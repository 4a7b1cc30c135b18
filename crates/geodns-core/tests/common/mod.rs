//! Test doubles and common utilities for reconciliation contract tests
//!
//! These mocks let tests control pool membership, name resolution and
//! geography precisely, and observe every backend reconfiguration.

use std::collections::HashMap;
use std::net::IpAddr;
use std::sync::Arc;
use std::sync::atomic::{AtomicUsize, Ordering};

use async_trait::async_trait;
use geodns_core::config::{BackendConfig, EngineConfig, GeoDnsConfig, GeoLookupConfig};
use geodns_core::error::Result;
use geodns_core::geo::GeoRecord;
use geodns_core::traits::{DnsBackend, GeoInfo, GeoLookup, Member, MembershipSource, NameResolver};

/// A membership source whose pool tests can mutate between polls
#[derive(Clone, Default)]
pub struct ControlledMembership {
    pool: Arc<std::sync::Mutex<Vec<Member>>>,
    rescan_count: Arc<AtomicUsize>,
}

impl ControlledMembership {
    pub fn new(members: Vec<Member>) -> Self {
        Self {
            pool: Arc::new(std::sync::Mutex::new(members)),
            rescan_count: Arc::new(AtomicUsize::new(0)),
        }
    }

    pub fn set_pool(&self, members: Vec<Member>) {
        *self.pool.lock().unwrap() = members;
    }

    pub fn rescan_count(&self) -> usize {
        self.rescan_count.load(Ordering::SeqCst)
    }
}

#[async_trait]
impl MembershipSource for ControlledMembership {
    async fn rescan(&self) -> Result<()> {
        self.rescan_count.fetch_add(1, Ordering::SeqCst);
        Ok(())
    }

    async fn members(&self) -> Result<Vec<Member>> {
        Ok(self.pool.lock().unwrap().clone())
    }
}

/// A DNS backend that records every reconfiguration
#[derive(Clone)]
pub struct RecordingBackend {
    reconfigure_count: Arc<AtomicUsize>,
    history: Arc<std::sync::Mutex<Vec<Vec<GeoRecord>>>>,
}

impl RecordingBackend {
    pub fn new() -> Self {
        Self {
            reconfigure_count: Arc::new(AtomicUsize::new(0)),
            history: Arc::new(std::sync::Mutex::new(Vec::new())),
        }
    }

    /// Number of times reconfigure() was called
    pub fn reconfigure_count(&self) -> usize {
        self.reconfigure_count.load(Ordering::SeqCst)
    }

    /// The target set of the most recent reconfiguration
    pub fn last_targets(&self) -> Option<Vec<GeoRecord>> {
        self.history.lock().unwrap().last().cloned()
    }
}

#[async_trait]
impl DnsBackend for RecordingBackend {
    async fn reconfigure(&self, targets: &[GeoRecord]) -> Result<()> {
        self.reconfigure_count.fetch_add(1, Ordering::SeqCst);
        self.history.lock().unwrap().push(targets.to_vec());
        Ok(())
    }

    fn hostname(&self) -> String {
        "geo.example.com".to_string()
    }

    fn backend_name(&self) -> &'static str {
        "recording"
    }
}

/// A name resolver backed by a fixed host table
///
/// IP literals resolve to themselves, as the system resolver would.
pub struct TableNameResolver {
    table: HashMap<String, IpAddr>,
}

impl TableNameResolver {
    pub fn new(entries: &[(&str, &str)]) -> Self {
        Self {
            table: entries
                .iter()
                .map(|(host, ip)| (host.to_string(), ip.parse().unwrap()))
                .collect(),
        }
    }
}

#[async_trait]
impl NameResolver for TableNameResolver {
    async fn resolve(&self, hostname: &str) -> Result<IpAddr> {
        if let Ok(ip) = hostname.parse::<IpAddr>() {
            return Ok(ip);
        }
        self.table
            .get(hostname)
            .copied()
            .ok_or_else(|| geodns_core::Error::resolution(hostname, "unknown host"))
    }
}

/// A geo-lookup backed by a fixed IP table; unlisted IPs have no geography
pub struct TableGeoLookup {
    table: HashMap<IpAddr, GeoInfo>,
}

impl TableGeoLookup {
    pub fn new(entries: &[(&str, &str, f64, f64)]) -> Self {
        Self {
            table: entries
                .iter()
                .map(|(ip, name, lat, lon)| {
                    (ip.parse().unwrap(), GeoInfo::new(name.to_string(), *lat, *lon))
                })
                .collect(),
        }
    }
}

#[async_trait]
impl GeoLookup for TableGeoLookup {
    async fn lookup(&self, ip: IpAddr) -> Result<Option<GeoInfo>> {
        Ok(self.table.get(&ip).cloned())
    }
}

/// Helper to assemble an engine from test doubles
pub fn build_engine(
    membership: ControlledMembership,
    backend: RecordingBackend,
    resolver: TableNameResolver,
    lookup: TableGeoLookup,
    config: GeoDnsConfig,
) -> (
    geodns_core::GeoDnsEngine,
    tokio::sync::mpsc::Receiver<geodns_core::EngineEvent>,
) {
    geodns_core::GeoDnsEngine::new(
        Box::new(membership),
        Box::new(backend),
        Arc::new(resolver),
        Arc::new(lookup),
        config,
    )
    .expect("engine construction succeeds")
}

/// Drain all events currently queued on the receiver
pub fn drain_events(
    rx: &mut tokio::sync::mpsc::Receiver<geodns_core::EngineEvent>,
) -> Vec<geodns_core::EngineEvent> {
    let mut events = Vec::new();
    while let Ok(event) = rx.try_recv() {
        events.push(event);
    }
    events
}

/// Helper to create a GeoDnsConfig for testing
pub fn test_config(use_hostnames: bool, include_homeless: bool) -> GeoDnsConfig {
    GeoDnsConfig {
        backend: BackendConfig::Logging {
            hostname: "geo.example.com".to_string(),
        },
        geo_lookup: GeoLookupConfig::Http {
            url: "http://geo.test/json".to_string(),
            timeout_secs: 5,
        },
        engine: EngineConfig {
            use_hostnames,
            include_homeless_entities: include_homeless,
            poll_period_secs: 1,
            refresh_interval_secs: 3600,
            coordinate_mismatch_degrees: 3.0,
            event_channel_capacity: 100,
        },
    }
}
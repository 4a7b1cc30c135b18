//! Geo location of resolved addresses
//!
//! The locator turns a hostname/IP pair into a [`GeoRecord`], preferring the
//! hostname path for geography but honoring the configured address policy
//! for what gets published.

use std::net::{IpAddr, SocketAddr};

use async_trait::async_trait;
use tracing::trace;

use crate::error::{Error, Result};
use crate::geo::GeoRecord;
use crate::traits::{GeoInfo, GeoLookup, NameResolver};

/// Name resolver backed by the operating system
///
/// Uses tokio's resolver (getaddrinfo on most platforms) and returns the
/// first address of the answer set.
#[derive(Debug, Clone, Copy, Default)]
pub struct SystemNameResolver;

#[async_trait]
impl NameResolver for SystemNameResolver {
    async fn resolve(&self, hostname: &str) -> Result<IpAddr> {
        let mut addresses = tokio::net::lookup_host((hostname, 0))
            .await
            .map_err(|e| Error::resolution(hostname, e.to_string()))?;

        addresses
            .next()
            .map(|sock: SocketAddr| sock.ip())
            .ok_or_else(|| Error::resolution(hostname, "no addresses returned"))
    }
}

/// Derives a [`GeoRecord`] from a member's hostname and/or IP
///
/// The hostname is the canonical identity and is always tried first for
/// geography. `use_hostnames == false` only says that a known IP should win
/// as the PUBLISHED address: the geographic metadata still comes from
/// whichever identifier resolved, and hostname-resolution failures are
/// tolerated as long as the IP can stand in.
pub struct GeoLocator {
    resolver: std::sync::Arc<dyn NameResolver>,
    lookup: std::sync::Arc<dyn GeoLookup>,
    use_hostnames: bool,
}

impl GeoLocator {
    pub fn new(
        resolver: std::sync::Arc<dyn NameResolver>,
        lookup: std::sync::Arc<dyn GeoLookup>,
        use_hostnames: bool,
    ) -> Self {
        Self {
            resolver,
            lookup,
            use_hostnames,
        }
    }

    /// Locate the geography for a hostname/IP pair
    ///
    /// # Returns
    ///
    /// - `Ok(Some(GeoRecord))`: A publishable record
    /// - `Ok(None)`: No geography is available from any path ("homeless");
    ///   the caller decides whether policy still admits the member
    /// - `Err(Error)`: Resolution or lookup failed hard; the caller treats
    ///   the member as failed for this poll
    pub async fn locate(&self, hostname: Option<&str>, ip: Option<IpAddr>) -> Result<Option<GeoRecord>> {
        let mut from_hostname: Option<GeoRecord> = None;

        if let Some(host) = hostname {
            match self.resolver.resolve(host).await {
                Ok(resolved) => {
                    from_hostname = self
                        .lookup
                        .lookup(resolved)
                        .await?
                        .map(|info| record(host.to_string(), info));
                }
                Err(e) => {
                    if self.use_hostnames || ip.is_none() {
                        return Err(e);
                    }
                    trace!(
                        "failed to locate geo info from hostname {}; will try with IP {:?} ({})",
                        host, ip, e
                    );
                }
            }
        }

        // Switch to the IP address if that's what we're configured to
        // publish, and it's available
        if !self.use_hostnames && let Some(ip) = ip {
            return match from_hostname {
                None => {
                    let located = self
                        .lookup
                        .lookup(ip)
                        .await?
                        .map(|info| record(ip.to_string(), info));
                    trace!(
                        "located geo info {:?} from ip {} (hostname {:?} unavailable)",
                        located, ip, hostname
                    );
                    Ok(located)
                }
                Some(rec) => {
                    trace!(
                        "located geo info from hostname {:?}; switching address to ip {}",
                        hostname, ip
                    );
                    Ok(Some(GeoRecord {
                        address: ip.to_string(),
                        ..rec
                    }))
                }
            };
        }

        Ok(from_hostname)
    }
}

fn record(address: String, info: GeoInfo) -> GeoRecord {
    GeoRecord::new(address, info.display_name, info.latitude, info.longitude)
}
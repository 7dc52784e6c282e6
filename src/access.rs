//! Open-time permission arbitration.

use log::warn;

use crate::{Error, OpenMode, Permission, Result};

/// Decides whether `requested` may open a device guarded by `permission`.
///
/// Read-only devices accept pure reads and write-only devices accept pure
/// writes. Read-write devices accept anything.
pub fn check(permission: Permission, requested: OpenMode) -> Result<()> {
    let reads = requested.contains(OpenMode::READ);
    let writes = requested.contains(OpenMode::WRITE);

    let granted = match permission {
        Permission::ReadWrite => true,
        Permission::ReadOnly => reads && !writes,
        Permission::WriteOnly => writes && !reads,
    };

    if granted {
        Ok(())
    } else {
        warn!("open denied: {:?} device, requested {:?}", permission, requested);
        Err(Error::PermissionDenied)
    }
}
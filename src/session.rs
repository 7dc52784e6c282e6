//! Per-open state and the file operations a host routes to a device.

use alloc::sync::Arc;
use alloc::vec;
use alloc::vec::Vec;

use log::debug;

use crate::seek::{self, Whence};
use crate::{transfer, DeviceRecord, Host, OpenMode, Result};

/// An open handle on one device.
///
/// Every session owns its own cursor. Sessions on the same device share the
/// storage, so writes through one are visible to reads through another.
/// Dropping the session or calling [`release`](Self::release) closes it.
pub struct Session<H: Host> {
    host: Arc<H>,
    device: Arc<DeviceRecord>,
    mode: OpenMode,
    cursor: usize,
}

impl<H: Host> Session<H> {
    pub(crate) fn new(host: Arc<H>, device: Arc<DeviceRecord>, mode: OpenMode) -> Self {
        Self {
            host,
            device,
            mode,
            cursor: 0,
        }
    }

    pub fn read(&mut self, buf: &mut [u8]) -> Result<usize> {
        let (count, cursor) = transfer::read(&*self.host, &self.device.region, self.cursor, buf)?;
        self.cursor = cursor;
        Ok(count)
    }

    /// Reads up to `max_len` bytes into a fresh buffer.
    pub fn read_to_vec(&mut self, max_len: usize) -> Result<Vec<u8>> {
        let len = max_len.min(self.device.capacity().saturating_sub(self.cursor));
        let mut buf = vec![0u8; len];
        let count = self.read(&mut buf)?;
        buf.truncate(count);
        Ok(buf)
    }

    pub fn write(&mut self, buf: &[u8]) -> Result<usize> {
        let (count, cursor) = transfer::write(&*self.host, &self.device.region, self.cursor, buf)?;
        self.cursor = cursor;
        Ok(count)
    }

    /// Moves the cursor and returns its new value.
    /// A rejected seek leaves the cursor where it was.
    pub fn seek(&mut self, offset: i64, whence: Whence) -> Result<usize> {
        self.cursor = seek::seek(self.cursor, self.device.capacity(), offset, whence)?;
        Ok(self.cursor)
    }

    pub fn seek_raw(&mut self, offset: i64, whence: usize) -> Result<usize> {
        self.cursor = seek::seek_raw(self.cursor, self.device.capacity(), offset, whence)?;
        Ok(self.cursor)
    }

    pub fn position(&self) -> usize {
        self.cursor
    }

    pub fn mode(&self) -> OpenMode {
        self.mode
    }

    pub fn device(&self) -> &DeviceRecord {
        &self.device
    }

    pub fn release(self) {}
}

impl<H: Host> Drop for Session<H> {
    fn drop(&mut self) {
        debug!("released device {} at position {}", self.device.index, self.cursor);
    }
}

■ WHAT IS BEING ASKED
Repeat exactly, please, each line from the beginning of the data through the line with "use geodns_core::geo::GeoRecord;" in it, and only those lines.

■ RESULT
repository 4a7b1cc30c135b18
filename crates/geodns-core/tests/common/mod.rs
//! Test doubles and common utilities for reconciliation contract tests
//!
//! These mocks let tests control pool membership, name resolution and
//! geography precisely, and observe every backend reconfiguration.

use std::collections::HashMap;
use std::net::IpAddr;
use std::sync::Arc;
use std::sync::atomic::{AtomicUsize, Ordering};

use async_trait::async_trait;
use geodns_core::config::{BackendConfig, EngineConfig, GeoDnsConfig, GeoLookupConfig};
use geodns_core::error::Result;
use geodns_core::geo::GeoRecord;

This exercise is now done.